Reproduce the listing in full. Keep every character unchanged.
**********
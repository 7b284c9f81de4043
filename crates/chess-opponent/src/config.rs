//! Search configuration.
//!
//! Every knob has a default, so an empty TOML file (or no file at all)
//! yields the standard opponent. Evaluation weights are deliberately absent:
//! they are fixed tables, not configuration.

use serde::{Deserialize, Serialize};
use std::path::Path;
use thiserror::Error;

use crate::tables::ENDGAME_MATERIAL_THRESHOLD;

/// Errors that can occur when loading or validating a search configuration.
#[derive(Error, Debug)]
pub enum ConfigError {
    /// Failed to read the configuration file from disk.
    #[error("Failed to read config file: {0}")]
    ReadError(#[from] std::io::Error),
    /// Failed to parse the configuration file as valid TOML.
    #[error("Failed to parse config: {0}")]
    ParseError(#[from] toml::de::Error),
    /// The configuration parsed but describes an unusable search.
    #[error("Invalid config: {0}")]
    Invalid(String),
}

/// Depth, width and pruning settings for the opponent.
#[derive(Debug, Deserialize, Serialize, Clone, PartialEq, Eq)]
pub struct SearchConfig {
    /// Depth used for ordinary positions. Defaults to 4.
    #[serde(default = "default_base_depth")]
    pub base_depth: u32,
    /// Depth used when the root has more than `complex_root_moves` moves.
    /// Defaults to 3.
    #[serde(default = "default_reduced_depth")]
    pub reduced_depth: u32,
    /// Root move count above which the reduced depth applies. Defaults to 25.
    #[serde(default = "default_complex_root_moves")]
    pub complex_root_moves: usize,
    /// In an endgame, root move counts below this search one ply deeper.
    /// Defaults to 15.
    #[serde(default = "default_endgame_root_moves")]
    pub endgame_root_moves: usize,
    /// In any phase, root move counts below this search one ply deeper.
    /// Defaults to 10.
    #[serde(default = "default_simple_root_moves")]
    pub simple_root_moves: usize,
    /// Maximum plies of captures and checks searched past the horizon.
    /// Defaults to 4.
    #[serde(default = "default_quiescence_depth")]
    pub quiescence_depth: u32,
    /// Root move counts below this are searched in full. Defaults to 15.
    #[serde(default = "default_root_full_width")]
    pub root_full_width: usize,
    /// Number of best-ordered root moves searched otherwise. Defaults to 12.
    #[serde(default = "default_root_move_cap")]
    pub root_move_cap: usize,
    /// Overrides depth selection entirely when set.
    #[serde(default)]
    pub fixed_depth: Option<u32>,
    /// Turning pruning off gives plain minimax with identical results,
    /// only slower. Defaults to true.
    #[serde(default = "default_alpha_beta")]
    pub alpha_beta: bool,
    /// Non-king material at or below which the king uses its endgame table.
    /// Defaults to 2600.
    #[serde(default = "default_endgame_material_threshold")]
    pub endgame_material_threshold: i32,
}

fn default_base_depth() -> u32 {
    4
}

fn default_reduced_depth() -> u32 {
    3
}

fn default_complex_root_moves() -> usize {
    25
}

fn default_endgame_root_moves() -> usize {
    15
}

fn default_simple_root_moves() -> usize {
    10
}

fn default_quiescence_depth() -> u32 {
    4
}

fn default_root_full_width() -> usize {
    15
}

fn default_root_move_cap() -> usize {
    12
}

fn default_alpha_beta() -> bool {
    true
}

fn default_endgame_material_threshold() -> i32 {
    ENDGAME_MATERIAL_THRESHOLD
}

impl Default for SearchConfig {
    fn default() -> Self {
        SearchConfig {
            base_depth: default_base_depth(),
            reduced_depth: default_reduced_depth(),
            complex_root_moves: default_complex_root_moves(),
            endgame_root_moves: default_endgame_root_moves(),
            simple_root_moves: default_simple_root_moves(),
            quiescence_depth: default_quiescence_depth(),
            root_full_width: default_root_full_width(),
            root_move_cap: default_root_move_cap(),
            fixed_depth: None,
            alpha_beta: default_alpha_beta(),
            endgame_material_threshold: default_endgame_material_threshold(),
        }
    }
}

impl SearchConfig {
    /// Loads and validates a configuration file.
    ///
    /// # Errors
    ///
    /// Returns [`ConfigError::ReadError`] if the file cannot be read,
    /// [`ConfigError::ParseError`] if it is not valid TOML, or
    /// [`ConfigError::Invalid`] if [`Self::validate`] rejects it.
    pub fn load(path: impl AsRef<Path>) -> Result<Self, ConfigError> {
        let content = std::fs::read_to_string(path)?;
        Self::from_toml_str(&content)
    }

    pub fn from_toml_str(content: &str) -> Result<Self, ConfigError> {
        let config: SearchConfig = toml::from_str(content)?;
        config.validate()?;
        Ok(config)
    }

    /// Same settings, searching exactly `depth` plies.
    pub fn with_fixed_depth(mut self, depth: u32) -> Self {
        self.fixed_depth = Some(depth);
        self
    }

    /// Rejects settings under which the search could not produce a move.
    pub fn validate(&self) -> Result<(), ConfigError> {
        if self.base_depth == 0 || self.reduced_depth == 0 {
            return Err(ConfigError::Invalid(
                "search depths must be at least 1".to_string(),
            ));
        }
        if self.fixed_depth == Some(0) {
            return Err(ConfigError::Invalid(
                "fixed_depth must be at least 1".to_string(),
            ));
        }
        if self.root_move_cap == 0 {
            return Err(ConfigError::Invalid(
                "root_move_cap must be at least 1".to_string(),
            ));
        }
        Ok(())
    }
}

#[cfg(test)]
mod tests {
    use super::*;
    use std::io::Write;

    #[test]
    fn empty_toml_is_the_default() {
        let config = SearchConfig::from_toml_str("").unwrap();
        assert_eq!(config, SearchConfig::default());
        assert_eq!(config.base_depth, 4);
        assert_eq!(config.reduced_depth, 3);
        assert_eq!(config.root_move_cap, 12);
        assert!(config.alpha_beta);
        assert_eq!(config.fixed_depth, None);
    }

    #[test]
    fn partial_toml_overrides_only_what_it_names() {
        let config = SearchConfig::from_toml_str(
            r#"
fixed_depth = 2
alpha_beta = false
quiescence_depth = 6
"#,
        )
        .unwrap();
        assert_eq!(config.fixed_depth, Some(2));
        assert!(!config.alpha_beta);
        assert_eq!(config.quiescence_depth, 6);
        assert_eq!(config.base_depth, 4);
    }

    #[test]
    fn invalid_values_are_rejected() {
        for toml in ["base_depth = 0", "fixed_depth = 0", "root_move_cap = 0"] {
            assert!(
                matches!(
                    SearchConfig::from_toml_str(toml),
                    Err(ConfigError::Invalid(_))
                ),
                "{}",
                toml
            );
        }
    }

    #[test]
    fn malformed_toml_is_a_parse_error() {
        let result = SearchConfig::from_toml_str("base_depth = \"deep\"");
        assert!(matches!(result, Err(ConfigError::ParseError(_))));
    }

    #[test]
    fn load_reads_from_disk() {
        let path = std::env::temp_dir().join(format!(
            "chess-opponent-config-{}.toml",
            std::process::id()
        ));
        let mut file = std::fs::File::create(&path).unwrap();
        writeln!(file, "base_depth = 5").unwrap();
        drop(file);

        let config = SearchConfig::load(&path).unwrap();
        assert_eq!(config.base_depth, 5);
        std::fs::remove_file(&path).unwrap();

        assert!(matches!(
            SearchConfig::load(&path),
            Err(ConfigError::ReadError(_))
        ));
    }

    #[test]
    fn round_trips_through_toml() {
        let config = SearchConfig::default().with_fixed_depth(3);
        let text = toml::to_string(&config).unwrap();
        assert_eq!(SearchConfig::from_toml_str(&text).unwrap(), config);
    }
}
**********
**Expected answer:**
repository 7b284c9f81de4043
filename crates/chess-opponent/src/config.rs
//! Search configuration.
//!
//! Every knob has a default, so an empty TOML file (or no file at all)
//! yields the standard opponent. Evaluation weights are deliberately absent:
//! they are fixed tables, not configuration.

use serde::{Deserialize, Serialize};
use std::path::Path;
use thiserror::Error;

use crate::tables::ENDGAME_MATERIAL_THRESHOLD;

/// Errors that can occur when loading or validating a search configuration.
#[derive(Error, Debug)]
pub enum ConfigError {
    /// Failed to read the configuration file from disk.
    #[error("Failed to read config file: {0}")]
    ReadError(#[from] std::io::Error),
    /// Failed to parse the configuration file as valid TOML.
    #[error("Failed to parse config: {0}")]
    ParseError(#[from] toml::de::Error),
    /// The configuration parsed but describes an unusable search.
    #[error("Invalid config: {0}")]
    Invalid(String),
}

/// Depth, width and pruning settings for the opponent.
#[derive(Debug, Deserialize, Serialize, Clone, PartialEq, Eq)]
pub struct SearchConfig {
    /// Depth used for ordinary positions. Defaults to 4.
    #[serde(default = "default_base_depth")]
    pub base_depth: u32,
    /// Depth used when the root has more than `complex_root_moves` moves.
    /// Defaults to 3.
    #[serde(default = "default_reduced_depth")]
    pub reduced_depth: u32,
    /// Root move count above which the reduced depth applies. Defaults to 25.
    #[serde(default = "default_complex_root_moves")]
    pub complex_root_moves: usize,
    /// In an endgame, root move counts below this search one ply deeper.
    /// Defaults to 15.
    #[serde(default = "default_endgame_root_moves")]
    pub endgame_root_moves: usize,
    /// In any phase, root move counts below this search one ply deeper.
    /// Defaults to 10.
    #[serde(default = "default_simple_root_moves")]
    pub simple_root_moves: usize,
    /// Maximum plies of captures and checks searched past the horizon.
    /// Defaults to 4.
    #[serde(default = "default_quiescence_depth")]
    pub quiescence_depth: u32,
    /// Root move counts below this are searched in full. Defaults to 15.
    #[serde(default = "default_root_full_width")]
    pub root_full_width: usize,
    /// Number of best-ordered root moves searched otherwise. Defaults to 12.
    #[serde(default = "default_root_move_cap")]
    pub root_move_cap: usize,
    /// Overrides depth selection entirely when set.
    #[serde(default)]
    pub fixed_depth: Option<u32>,
    /// Turning pruning off gives plain minimax with identical results,
    /// only slower. Defaults to true.
    #[serde(default = "default_alpha_beta")]
    pub alpha_beta: bool,
    /// Non-king material at or below which the king uses its endgame table.
    /// Defaults to 2600.
    #[serde(default = "default_endgame_material_threshold")]
    pub endgame_material_threshold: i32,
}

fn default_base_depth() -> u32 {
    4
}

fn default_reduced_depth() -> u32 {
    3
}

fn default_complex_root_moves() -> usize {
    25
}

fn default_endgame_root_moves() -> usize {
    15
}

fn default_simple_root_moves() -> usize {
    10
}

fn default_quiescence_depth() -> u32 {
    4
}

fn default_root_full_width() -> usize {
    15
}

fn default_root_move_cap() -> usize {
    12
}

fn default_alpha_beta() -> bool {
    true
}

fn default_endgame_material_threshold() -> i32 {
    ENDGAME_MATERIAL_THRESHOLD
}

impl Default for SearchConfig {
    fn default() -> Self {
        SearchConfig {
            base_depth: default_base_depth(),
            reduced_depth: default_reduced_depth(),
            complex_root_moves: default_complex_root_moves(),
            endgame_root_moves: default_endgame_root_moves(),
            simple_root_moves: default_simple_root_moves(),
            quiescence_depth: default_quiescence_depth(),
            root_full_width: default_root_full_width(),
            root_move_cap: default_root_move_cap(),
            fixed_depth: None,
            alpha_beta: default_alpha_beta(),
            endgame_material_threshold: default_endgame_material_threshold(),
        }
    }
}

impl SearchConfig {
    /// Loads and validates a configuration file.
    ///
    /// # Errors
    ///
    /// Returns [`ConfigError::ReadError`] if the file cannot be read,
    /// [`ConfigError::ParseError`] if it is not valid TOML, or
    /// [`ConfigError::Invalid`] if [`Self::validate`] rejects it.
    pub fn load(path: impl AsRef<Path>) -> Result<Self, ConfigError> {
        let content = std::fs::read_to_string(path)?;
        Self::from_toml_str(&content)
    }

    pub fn from_toml_str(content: &str) -> Result<Self, ConfigError> {
        let config: SearchConfig = toml::from_str(content)?;
        config.validate()?;
        Ok(config)
    }

    /// Same settings, searching exactly `depth` plies.
    pub fn with_fixed_depth(mut self, depth: u32) -> Self {
        self.fixed_depth = Some(depth);
        self
    }

    /// Rejects settings under which the search could not produce a move.
    pub fn validate(&self) -> Result<(), ConfigError> {
        if self.base_depth == 0 || self.reduced_depth == 0 {
            return Err(ConfigError::Invalid(
                "search depths must be at least 1".to_string(),
            ));
        }
        if self.fixed_depth == Some(0) {
            return Err(ConfigError::Invalid(
                "fixed_depth must be at least 1".to_string(),
            ));
        }
        if self.root_move_cap == 0 {
            return Err(ConfigError::Invalid(
                "root_move_cap must be at least 1".to_string(),
            ));
        }
        Ok(())
    }
}

#[cfg(test)]
mod tests {
    use super::*;
    use std::io::Write;

    #[test]
    fn empty_toml_is_the_default() {
        let config = SearchConfig::from_toml_str("").unwrap();
        assert_eq!(config, SearchConfig::default());
        assert_eq!(config.base_depth, 4);
        assert_eq!(config.reduced_depth, 3);
        assert_eq!(config.root_move_cap, 12);
        assert!(config.alpha_beta);
        assert_eq!(config.fixed_depth, None);
    }

    #[test]
    fn partial_toml_overrides_only_what_it_names() {
        let config = SearchConfig::from_toml_str(
            r#"
fixed_depth = 2
alpha_beta = false
quiescence_depth = 6
"#,
        )
        .unwrap();
        assert_eq!(config.fixed_depth, Some(2));
        assert!(!config.alpha_beta);
        assert_eq!(config.quiescence_depth, 6);
        assert_eq!(config.base_depth, 4);
    }

    #[test]
    fn invalid_values_are_rejected() {
        for toml in ["base_depth = 0", "fixed_depth = 0", "root_move_cap = 0"] {
            assert!(
                matches!(
                    SearchConfig::from_toml_str(toml),
                    Err(ConfigError::Invalid(_))
                ),
                "{}",
                toml
            );
        }
    }

    #[test]
    fn malformed_toml_is_a_parse_error() {
        let result = SearchConfig::from_toml_str("base_depth = \"deep\"");
        assert!(matches!(result, Err(ConfigError::ParseError(_))));
    }

    #[test]
    fn load_reads_from_disk() {
        let path = std::env::temp_dir().join(format!(
            "chess-opponent-config-{}.toml",
            std::process::id()
        ));
        let mut file = std::fs::File::create(&path).unwrap();
        writeln!(file, "base_depth = 5").unwrap();
        drop(file);

        let config = SearchConfig::load(&path).unwrap();
        assert_eq!(config.base_depth, 5);
        std::fs::remove_file(&path).unwrap();

        assert!(matches!(
            SearchConfig::load(&path),
            Err(ConfigError::ReadError(_))
        ));
    }

    #[test]
    fn round_trips_through_toml() {
        let config = SearchConfig::default().with_fixed_depth(3);
        let text = toml::to_string(&config).unwrap();
        assert_eq!(SearchConfig::from_toml_str(&text).unwrap(), config);
    }
}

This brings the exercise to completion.